Combining documentary with experimental video, Grace Period documents the activities of women sex workers in the Yeongdeungpo red-light district in Seoul, South Korea.
Facing constant police crackdowns and the threat of permanent closure following the closeding of a massive shopping complex adjacent to their workplaces, the women of Yeongdeungpo band together in protest. Archival footage, mostly shot by the women themselves, show their collective efforts as they organize with other sex workers from brothels across the country. In creative and daring acts of resistance, they launch a series of demonstrations that trace a lineage to Korea’s democratic union movements of the 1980s– denouncing the government and corporate interests, demanding decriminalization, and declaring their rights as workers. Their activism is placed into relief against scenes of the night-to- night demands upon the women while at work in the brothel storefronts, or “hallboxes”.

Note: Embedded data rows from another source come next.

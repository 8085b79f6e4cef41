//! # Geotrack
//!
//! Background location tracking for cross-platform application shells.
//!
//! Geotrack runs one tracking session at a time on top of three OS
//! capabilities, each in its own crate:
//!
//! - `permission`: the location grant and its prompt flow.
//! - `location`: continuous and single-shot location sources.
//! - `background`: foreground services and background tasks that keep sampling alive.
//! - `session`: the session manager and the command/event channel the shell talks to.
//!
//! `session` is on by default and pulls in the others. Use `full` to enable everything.
//!
//! ## Example
//!
//! ```toml
//! [dependencies]
//! geotrack = { version = "0.1", features = ["session"] }
//! ```
//!
//! ```rust,no_run
//! use std::sync::Arc;
//! use std::time::Duration;
//! use geotrack::session::{Capabilities, ChannelEventSink, SessionManager, TrackingConfig};
//!
//! async fn track() {
//!     let (sink, events) = ChannelEventSink::new();
//!     let manager = SessionManager::new(
//!         Capabilities::unsupported(),
//!         TrackingConfig::default(),
//!         Arc::new(sink),
//!     );
//!     if manager.start(Duration::from_secs(30)).is_ok() {
//!         while let Ok(event) = events.recv().await {
//!             println!("{event:?}");
//!         }
//!     }
//! }
//! ```

pub use geotrack_permission as permission;

#[cfg(feature = "location")]
pub use geotrack_location as location;

#[cfg(feature = "background")]
pub use geotrack_background as background;

#[cfg(feature = "session")]
pub use geotrack_session as session;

Waiting for customers within these brightly lit arenas awash in neon and candy colors, the women, specifically their bodies, are the hypervisible obverse of their pariah status—desired, yet unwanted. Careful to avoid reinscribing the women with such stigma, the filmmakers utilize digital effects to manipulate the images of them. This effect, called “rotoscoping”, took the efforts of four animators, working over the span of a full year, to create by digitally tracing and animating the women’s figures frame by frame. The results are flickering silhouettes designed to protect the privacy of the women, while underscoring their status as precarious workers. Together, these scenes of activism and labor work in tandem to reveal the specificities of these women’s struggles within ubiquitous conditions of debt, caring labor, the gendering of that labor, and institutional and state violence.

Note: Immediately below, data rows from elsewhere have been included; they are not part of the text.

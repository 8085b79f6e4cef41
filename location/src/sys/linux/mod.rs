//! Linux location source using the GeoClue2 D-Bus service.
//!
//! Each subscription owns one GeoClue client on a dedicated thread and polls
//! its `Location` property at the requested interval.

use std::sync::Arc;
use std::time::Duration;

use async_channel::Receiver;
use futures::executor::block_on;
use futures::{FutureExt, pin_mut, select};
use futures_timer::Delay;
use log::{debug, warn};
use zbus::zvariant::OwnedObjectPath;
use zbus::{Connection, Proxy};

use crate::{
    LocationError, LocationRequest, LocationResult, LocationSample, LocationSource, LocationUpdate,
    Subscription, SubscriptionId, SubscriptionRegistry,
};

const GEOCLUE: &str = "org.freedesktop.GeoClue2";
const MANAGER_PATH: &str = "/org/freedesktop/GeoClue2/Manager";
const MANAGER_IFACE: &str = "org.freedesktop.GeoClue2.Manager";
const CLIENT_IFACE: &str = "org.freedesktop.GeoClue2.Client";
const LOCATION_IFACE: &str = "org.freedesktop.GeoClue2.Location";
const FIRST_FIX_POLL: Duration = Duration::from_millis(500);

/// Location source backed by GeoClue2.
#[derive(Debug, Clone)]
pub struct HostLocationSource {
    registry: Arc<SubscriptionRegistry>,
    desktop_id: String,
}

impl Default for HostLocationSource {
    fn default() -> Self {
        Self::new("geotrack")
    }
}

impl HostLocationSource {
    /// Create a source. GeoClue requires a desktop id to attribute requests to.
    #[must_use]
    pub fn new(desktop_id: impl Into<String>) -> Self {
        Self {
            registry: Arc::new(SubscriptionRegistry::new()),
            desktop_id: desktop_id.into(),
        }
    }
}

impl LocationSource for HostLocationSource {
    fn subscribe(&self, request: LocationRequest) -> LocationResult<Subscription> {
        let subscription = self.registry.open();
        let id = subscription.id();
        let registry = self.registry.clone();
        let desktop_id = self.desktop_id.clone();

        let spawned = std::thread::Builder::new()
            .name(format!("geotrack-geoclue-{}", id.0))
            .spawn(move || block_on(poll_subscription(&registry, id, request, &desktop_id)));

        if let Err(err) = spawned {
            self.registry.close(id);
            return Err(LocationError::Platform(format!(
                "failed to spawn GeoClue poller: {err}"
            )));
        }

        debug!("registered GeoClue subscription {id}");
        Ok(subscription)
    }

    fn unsubscribe(&self, id: SubscriptionId) {
        self.registry.close(id);
    }
}

async fn poll_subscription(
    registry: &SubscriptionRegistry,
    id: SubscriptionId,
    request: LocationRequest,
    desktop_id: &str,
) {
    let client = match GeoClueClient::start(desktop_id, &request).await {
        Ok(client) => client,
        Err(err) => {
            registry.deliver(id, Err(err));
            registry.close(id);
            return;
        }
    };

    let closed = registry.close_signal(id);
    while registry.is_open(id) {
        let update = client.current_fix().await;

        if !reportable(&update) {
            if !pause(FIRST_FIX_POLL, &closed).await {
                break;
            }
            continue;
        }

        if !registry.deliver(id, update) {
            break;
        }

        match request.interval() {
            Some(interval) => {
                if !pause(interval, &closed).await {
                    break;
                }
            }
            None => {
                registry.close(id);
                break;
            }
        }
    }

    client.stop().await;
    debug!("GeoClue subscription {id} finished");
}

/// Whether an update reaches the subscriber. Polls before the first fix are retried instead.
fn reportable(update: &LocationUpdate) -> bool {
    !matches!(update, Err(LocationError::NotAvailable))
}

/// Wait `duration`. Returns `false` if the subscription closed first.
async fn pause(duration: Duration, closed: &Receiver<()>) -> bool {
    let elapsed = Delay::new(duration).fuse();
    let closing = closed.recv().fuse();
    pin_mut!(elapsed, closing);

    select! {
        () = elapsed => true,
        _ = closing => false,
    }
}

struct GeoClueClient {
    connection: Connection,
    path: OwnedObjectPath,
}

impl GeoClueClient {
    async fn start(desktop_id: &str, request: &LocationRequest) -> LocationResult<Self> {
        let connection = Connection::system()
            .await
            .map_err(|e| LocationError::Platform(format!("D-Bus connection failed: {e}")))?;

        let manager = Proxy::new(&connection, GEOCLUE, MANAGER_PATH, MANAGER_IFACE)
            .await
            .map_err(unavailable)?;
        let path: OwnedObjectPath = manager.call("GetClient", &()).await.map_err(unavailable)?;

        let client = Proxy::new(&connection, GEOCLUE, path.as_str(), CLIENT_IFACE)
            .await
            .map_err(platform)?;
        client
            .set_property("DesktopId", desktop_id)
            .await
            .map_err(platform)?;
        client
            .set_property("RequestedAccuracyLevel", request.accuracy.geoclue_level())
            .await
            .map_err(platform)?;

        if request.distance_filter_m > 0.0 {
            #[allow(clippy::cast_possible_truncation, clippy::cast_sign_loss)]
            let meters = request.distance_filter_m.ceil() as u32;
            client
                .set_property("DistanceThreshold", meters)
                .await
                .map_err(platform)?;
        }
        if let Some(interval) = request.interval() {
            let seconds = u32::try_from(interval.as_secs()).unwrap_or(u32::MAX);
            client
                .set_property("TimeThreshold", seconds)
                .await
                .map_err(platform)?;
        }

        client.call_method("Start", &()).await.map_err(platform)?;
        drop(client);

        Ok(Self { connection, path })
    }

    async fn current_fix(&self) -> LocationUpdate {
        let client = Proxy::new(&self.connection, GEOCLUE, self.path.as_str(), CLIENT_IFACE)
            .await
            .map_err(platform)?;
        let location_path: OwnedObjectPath =
            client.get_property("Location").await.map_err(platform)?;

        // GeoClue reports "/" until it has a first fix.
        if location_path.as_str() == "/" {
            return Err(LocationError::NotAvailable);
        }

        let location = Proxy::new(&self.connection, GEOCLUE, location_path.as_str(), LOCATION_IFACE)
            .await
            .map_err(platform)?;
        let latitude: f64 = location.get_property("Latitude").await.map_err(platform)?;
        let longitude: f64 = location.get_property("Longitude").await.map_err(platform)?;

        Ok(LocationSample::new(latitude, longitude))
    }

    async fn stop(&self) {
        let result = match Proxy::new(&self.connection, GEOCLUE, self.path.as_str(), CLIENT_IFACE).await {
            Ok(client) => client.call_method("Stop", &()).await.map(drop),
            Err(err) => Err(err),
        };
        if let Err(err) = result {
            warn!("failed to stop GeoClue client: {err}");
        }
    }
}

#[allow(clippy::needless_pass_by_value)]
fn unavailable(err: zbus::Error) -> LocationError {
    warn!("GeoClue2 not available: {err}");
    LocationError::ServiceDisabled
}

#[allow(clippy::needless_pass_by_value)]
fn platform(err: impl std::fmt::Display) -> LocationError {
    LocationError::Platform(err.to_string())
}

#[cfg(test)]
mod tests {
    use super::*;

    #[tokio::test]
    async fn pause_ends_early_when_the_subscription_closes() {
        let registry = Arc::new(SubscriptionRegistry::new());
        let (id, _updates) = registry.open().into_parts();
        let closed = registry.close_signal(id);

        let waiter = tokio::spawn(async move { pause(Duration::from_secs(3600), &closed).await });
        tokio::time::sleep(Duration::from_millis(20)).await;
        registry.close(id);

        let elapsed = tokio::time::timeout(Duration::from_secs(1), waiter)
            .await
            .expect("pause outlived unsubscribe")
            .unwrap();
        assert!(!elapsed);
    }

    #[test]
    fn missing_first_fix_is_not_reported() {
        assert!(!reportable(&Err(LocationError::NotAvailable)));
        assert!(reportable(&Err(LocationError::ServiceDisabled)));
        assert!(reportable(&Ok(LocationSample::new(1.0, 2.0))));
    }

    #[tokio::test]
    async fn pause_runs_to_completion_while_open() {
        let registry = SubscriptionRegistry::new();
        let (id, _updates) = registry.open().into_parts();
        assert!(pause(Duration::from_millis(10), &registry.close_signal(id)).await);
    }
}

Caroline Key is a Korean-American filmmaker and video installation artist based in Brooklyn, NY. She received her MFA in Film/Video from the California Institute of the Arts, her BFA from the School of the Art Institute of Chicago, and was an participant in the Whitney Independent Study Program. Her works employ a range of cinematic practices- 16mm film, alchemical film processing, documentary, animation, and digital graphics. These films and videos investigate the construction and negotiation of identities rooted in conditions of alterity. Her works have shown internationally at festivals and galleries, including Arsenal Cinema in Berlin, the Smithsonian Hirshhorn Museum, and the New Museum in New York.

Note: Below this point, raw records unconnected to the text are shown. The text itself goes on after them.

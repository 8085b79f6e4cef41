//! End-to-end session scenarios driven through the mock capabilities.

use std::sync::Arc;
use std::time::Duration;

use async_channel::Receiver;
use geotrack_background::BackgroundGuard;
use geotrack_location::{LocationError, LocationSample};
use geotrack_session::mock::{MockCapabilities, SourceCall};
use geotrack_session::{
    ChannelEventSink, CommandChannel, MethodCall, PermissionState, Reply, SessionManager,
    SessionPhase, TrackingConfig, TrackingError, TrackingEvent,
};
use serde_json::{Value, json};

struct Harness {
    mocks: MockCapabilities,
    manager: SessionManager,
    events: Receiver<TrackingEvent>,
}

impl Harness {
    fn new(permission: PermissionState) -> Self {
        Self::with_config(permission, TrackingConfig::default())
    }

    fn with_config(permission: PermissionState, config: TrackingConfig) -> Self {
        let mocks = MockCapabilities::with_permission(permission);
        let (sink, events) = ChannelEventSink::new();
        let manager = SessionManager::new(mocks.capabilities(), config, Arc::new(sink));
        Self {
            mocks,
            manager,
            events,
        }
    }

    async fn next_event(&self) -> TrackingEvent {
        tokio::time::timeout(Duration::from_secs(2), self.events.recv())
            .await
            .expect("no event within 2s")
            .expect("event channel closed")
    }

    fn assert_no_more_events(&self) {
        assert!(self.events.try_recv().is_err(), "unexpected extra event");
    }

    fn assert_guard_balanced(&self) {
        let (acquired, released) = self.mocks.guard.counts();
        assert_eq!(acquired, released, "acquire/release mismatch");
        assert_eq!(self.mocks.guard.held(), 0);
    }
}

async fn eventually(what: &str, condition: impl Fn() -> bool) {
    for _ in 0..200 {
        if condition() {
            return;
        }
        tokio::time::sleep(Duration::from_millis(10)).await;
    }
    panic!("timed out waiting for {what}");
}

#[tokio::test]
async fn start_then_stop_leaves_idle_and_stop_is_idempotent() {
    for seconds in [1, 30, 60, 3600] {
        let harness = Harness::new(PermissionState::GrantedAlways);
        let channel = CommandChannel::bound(harness.manager.clone());

        let start = channel
            .handle(MethodCall::new(
                "startLocationTracking",
                json!({"intervalSeconds": seconds}),
            ))
            .await;
        assert_eq!(start, Reply::success(true));
        assert_eq!(harness.manager.phase(), SessionPhase::Active);

        for _ in 0..2 {
            let stop = channel
                .handle(MethodCall::new("stopLocationTracking", Value::Null))
                .await;
            assert_eq!(stop, Reply::success(true));
            assert_eq!(harness.manager.phase(), SessionPhase::Idle);
        }

        assert_eq!(harness.mocks.source.subscribe_count(), 1);
        assert_eq!(harness.mocks.source.unsubscribe_count(), 1);
        harness.assert_guard_balanced();
    }
}

#[tokio::test]
async fn start_requires_the_always_grant() {
    for permission in [
        PermissionState::NotDetermined,
        PermissionState::Denied,
        PermissionState::RestrictedForeground,
    ] {
        let harness = Harness::new(permission);
        let channel = CommandChannel::bound(harness.manager.clone());

        let reply = channel
            .handle(MethodCall::new(
                "startLocationTracking",
                json!({"intervalSeconds": 60}),
            ))
            .await;

        assert_eq!(reply, Reply::success(false), "{permission:?}");
        assert_eq!(harness.manager.phase(), SessionPhase::Idle);
        assert_eq!(harness.mocks.source.subscribe_count(), 0);
        assert_eq!(harness.mocks.guard.counts(), (0, 0));
        harness.assert_no_more_events();
    }
}

#[tokio::test]
async fn update_interval_swaps_exactly_one_subscription() {
    let harness = Harness::new(PermissionState::GrantedAlways);
    harness.manager.start(Duration::from_secs(30)).unwrap();
    harness.manager.update_interval(Duration::from_secs(10)).unwrap();

    let calls = harness.mocks.source.calls();
    assert_eq!(calls.len(), 3);
    let SourceCall::Subscribe(first, first_request) = calls[0] else {
        panic!("expected subscribe, got {:?}", calls[0]);
    };
    assert_eq!(first_request.interval(), Some(Duration::from_secs(30)));
    assert_eq!(calls[1], SourceCall::Unsubscribe(first));
    let SourceCall::Subscribe(second, second_request) = calls[2] else {
        panic!("expected subscribe, got {:?}", calls[2]);
    };
    assert_ne!(first, second);
    assert_eq!(second_request.interval(), Some(Duration::from_secs(10)));

    assert_eq!(harness.mocks.source.open_subscriptions(), 1);
    assert_eq!(harness.mocks.guard.held(), 1);
    assert_eq!(harness.manager.phase(), SessionPhase::Active);

    harness.manager.stop();
    harness.assert_guard_balanced();
}

#[tokio::test]
async fn guard_stays_balanced_across_samples_errors_and_stop() {
    let harness = Harness::new(PermissionState::GrantedAlways);
    harness.manager.start(Duration::from_secs(5)).unwrap();

    assert!(harness.mocks.source.push_sample(10.0, 20.0));
    assert!(matches!(
        harness.next_event().await,
        TrackingEvent::LocationUpdate { .. }
    ));

    assert!(
        harness
            .mocks
            .source
            .push_update(Err(LocationError::NotAvailable))
    );
    assert!(matches!(
        harness.next_event().await,
        TrackingEvent::TrackingError { .. }
    ));

    harness.manager.update_interval(Duration::from_secs(10)).unwrap();
    assert!(harness.mocks.source.push_sample(11.0, 21.0));
    harness.next_event().await;

    harness.manager.stop();
    harness.assert_guard_balanced();
    let (acquired, _) = harness.mocks.guard.counts();
    assert_eq!(acquired, 5, "two starts plus three renewals");
}

#[tokio::test]
async fn sample_then_stop_emits_one_location_update() {
    let harness = Harness::new(PermissionState::GrantedAlways);
    let channel = CommandChannel::bound(harness.manager.clone());

    channel
        .handle(MethodCall::new(
            "startLocationTracking",
            json!({"intervalSeconds": 30}),
        ))
        .await;
    assert!(harness.mocks.source.push_sample(1.0, 2.0));
    assert_eq!(
        harness.next_event().await,
        TrackingEvent::LocationUpdate {
            latitude: 1.0,
            longitude: 2.0
        }
    );
    channel
        .handle(MethodCall::new("stopLocationTracking", Value::Null))
        .await;

    assert_eq!(harness.manager.phase(), SessionPhase::Idle);
    harness.assert_no_more_events();
    harness.assert_guard_balanced();
}

#[tokio::test]
async fn sampling_error_keeps_the_session_active() {
    let harness = Harness::new(PermissionState::GrantedAlways);
    harness.manager.start(Duration::from_secs(30)).unwrap();

    harness
        .mocks
        .source
        .push_update(Err(LocationError::Platform("provider reset".into())));
    assert_eq!(
        harness.next_event().await,
        TrackingEvent::error("Location error: provider reset")
    );
    assert_eq!(harness.manager.phase(), SessionPhase::Active);

    harness
        .mocks
        .source
        .push_update(Err(LocationError::PermissionDenied));
    assert_eq!(
        harness.next_event().await,
        TrackingEvent::error("Location permission denied")
    );
    assert_eq!(harness.manager.phase(), SessionPhase::Active);

    harness.manager.stop();
    harness.assert_guard_balanced();
}

#[tokio::test]
async fn subscribe_failure_reports_and_stays_idle() {
    let harness = Harness::new(PermissionState::GrantedAlways);
    harness
        .mocks
        .source
        .fail_next_subscribe(LocationError::ServiceDisabled);

    assert!(harness.manager.start(Duration::from_secs(30)).is_err());
    assert_eq!(harness.manager.phase(), SessionPhase::Idle);
    assert_eq!(
        harness.next_event().await,
        TrackingEvent::error("Failed to start tracking: location services disabled")
    );
    assert_eq!(harness.mocks.guard.counts(), (0, 0));
}

#[tokio::test]
async fn refused_renewal_stops_the_session() {
    let harness = Harness::new(PermissionState::GrantedAlways);
    harness.manager.start(Duration::from_secs(30)).unwrap();
    harness.mocks.guard.set_refusing(true);

    harness.mocks.source.push_sample(3.0, 4.0);
    assert!(matches!(
        harness.next_event().await,
        TrackingEvent::LocationUpdate { .. }
    ));
    assert!(matches!(
        harness.next_event().await,
        TrackingEvent::TrackingError { .. }
    ));

    assert_eq!(harness.manager.phase(), SessionPhase::Idle);
    assert_eq!(harness.mocks.source.open_subscriptions(), 0);
    harness.assert_guard_balanced();
}

#[tokio::test]
async fn dropped_subscription_resumes_on_foreground() {
    let harness = Harness::new(PermissionState::GrantedAlways);
    harness.manager.start(Duration::from_secs(20)).unwrap();

    assert!(harness.mocks.source.drop_continuous());
    assert_eq!(
        harness.next_event().await,
        TrackingEvent::error("Location updates stopped unexpectedly")
    );
    assert_eq!(harness.manager.phase(), SessionPhase::Idle);
    assert_eq!(harness.mocks.guard.held(), 0);

    harness.manager.enter_foreground();
    assert_eq!(harness.manager.phase(), SessionPhase::Active);
    assert_eq!(
        harness.mocks.source.last_request().and_then(|r| r.interval()),
        Some(Duration::from_secs(20))
    );

    harness.manager.stop();
    harness.manager.enter_foreground();
    assert_eq!(harness.manager.phase(), SessionPhase::Idle);
    harness.assert_guard_balanced();
}

#[tokio::test]
async fn background_entry_replaces_an_expired_grant() {
    let harness = Harness::new(PermissionState::GrantedAlways);
    harness.manager.start(Duration::from_secs(30)).unwrap();

    assert_eq!(harness.mocks.guard.expire_all(), 1);
    harness.manager.enter_background();
    assert_eq!(harness.mocks.guard.held(), 1);

    harness.manager.enter_background();
    assert_eq!(harness.mocks.guard.counts().0, 2, "live grant is kept");

    harness.manager.stop();
    harness.assert_guard_balanced();
}

#[tokio::test]
async fn current_location_resolves_and_cleans_up() {
    let harness = Harness::new(PermissionState::RestrictedForeground);
    let manager = harness.manager.clone();
    let request = tokio::spawn(async move { manager.get_current_location().await });

    let source = harness.mocks.source.clone();
    eventually("single-shot subscription", || source.open_single_shots() == 1).await;
    assert!(
        harness
            .mocks
            .source
            .resolve_single_shot(Ok(LocationSample::new(48.1, 11.6)))
    );

    let sample = request.await.unwrap().unwrap();
    assert_eq!(sample, LocationSample::new(48.1, 11.6));
    assert_eq!(harness.mocks.source.open_subscriptions(), 0);
    assert!(!harness.manager.has_pending_request());
    assert_eq!(harness.manager.phase(), SessionPhase::Idle);
    harness.assert_guard_balanced();
}

#[tokio::test]
async fn second_request_supersedes_the_first() {
    let harness = Harness::new(PermissionState::GrantedAlways);
    let first = tokio::spawn({
        let manager = harness.manager.clone();
        async move { manager.get_current_location().await }
    });
    let source = harness.mocks.source.clone();
    eventually("first subscription", || source.subscribe_count() == 1).await;

    let second = tokio::spawn({
        let manager = harness.manager.clone();
        async move { manager.get_current_location().await }
    });
    eventually("second subscription", || source.subscribe_count() == 2).await;

    assert!(matches!(
        first.await.unwrap(),
        Err(TrackingError::Superseded)
    ));

    harness
        .mocks
        .source
        .resolve_single_shot(Ok(LocationSample::new(1.0, 1.0)));
    assert!(second.await.unwrap().is_ok());

    assert_eq!(harness.mocks.source.open_subscriptions(), 0);
    assert!(!harness.manager.has_pending_request());
    harness.assert_guard_balanced();
}

#[tokio::test]
async fn unanswered_request_times_out_with_no_location() {
    let config = TrackingConfig {
        single_shot_timeout_secs: 1,
        ..TrackingConfig::default()
    };
    let harness = Harness::with_config(PermissionState::GrantedAlways, config);

    let err = harness.manager.get_current_location().await.unwrap_err();
    assert_eq!(err.code(), "NO_LOCATION");
    assert_eq!(harness.mocks.source.open_subscriptions(), 0);
    harness.assert_guard_balanced();
}

#[tokio::test]
async fn no_fix_maps_to_no_location_over_the_channel() {
    let harness = Harness::new(PermissionState::GrantedAlways);
    let channel = CommandChannel::bound(harness.manager.clone());
    let reply = tokio::spawn(async move {
        channel
            .handle_json(r#"{"method":"getCurrentLocation"}"#)
            .await
    });

    let source = harness.mocks.source.clone();
    eventually("single-shot subscription", || source.open_single_shots() == 1).await;
    source.resolve_single_shot(Err(LocationError::NotAvailable));

    let reply: Value = serde_json::from_str(&reply.await.unwrap()).unwrap();
    assert_eq!(reply["error"]["code"], "NO_LOCATION");
}

#[tokio::test]
async fn shutdown_cancels_pending_and_stops_tracking() {
    let harness = Harness::new(PermissionState::GrantedAlways);
    harness.manager.start(Duration::from_secs(30)).unwrap();

    let request = tokio::spawn({
        let manager = harness.manager.clone();
        async move { manager.get_current_location().await }
    });
    let source = harness.mocks.source.clone();
    eventually("single-shot subscription", || source.open_single_shots() == 1).await;

    harness.manager.shutdown();
    assert!(matches!(
        request.await.unwrap(),
        Err(TrackingError::Cancelled)
    ));
    assert_eq!(harness.manager.phase(), SessionPhase::Idle);
    harness.assert_guard_balanced();
}

#[tokio::test]
async fn permission_changes_surface_or_escalate() {
    let harness = Harness::new(PermissionState::RestrictedForeground);

    harness
        .manager
        .permission_changed(PermissionState::RestrictedForeground)
        .await;
    assert_eq!(harness.mocks.permission.requests(), 1);
    harness.assert_no_more_events();

    harness
        .manager
        .permission_changed(PermissionState::Denied)
        .await;
    assert_eq!(
        harness.next_event().await,
        TrackingEvent::error("Location permission denied")
    );
}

KIM KyungMook was born in Busan, South Korea, in 1985 and went to Seoul at the age of sixteen. From the year 2001 to 2004, with the pen name Kyum, he worked as a journalist and a columnist for publications, including Hankyoreh and Outsider. In 2006, he was on the editorial board of Korea’s only independent film magazine, Independent Film. In 2011, he was a committee member of the Association of Korean Independent Film and Video. KyungMook has produced and directed five feature length films. His films have screened internationally and have won several awards. He was the youngest Korean filmmaker ever to be accepted into the Venice Film Festival with his third feature film, Stateless Things. There have been retrospectives of his work in South Korea, Taiwan, France, and Switzerland.
Rosa Cho is a counselor/advocate at the Sex Workers Project. She was previously policy and research analyst at Re:Gender (formerly National Council for Research on Women) and a Ralph J. Bunche fellow at Amnesty International USA. Rosa has extensive experience in women’s rights advocacy and violence against women and has worked as a direct service worker as well as a researcher. Currently, she teaches and is a doctoral candidate at NYU Silver School of Social Work. When she is not working or teaching, she’s busy studying martial arts, yoga, and dancing.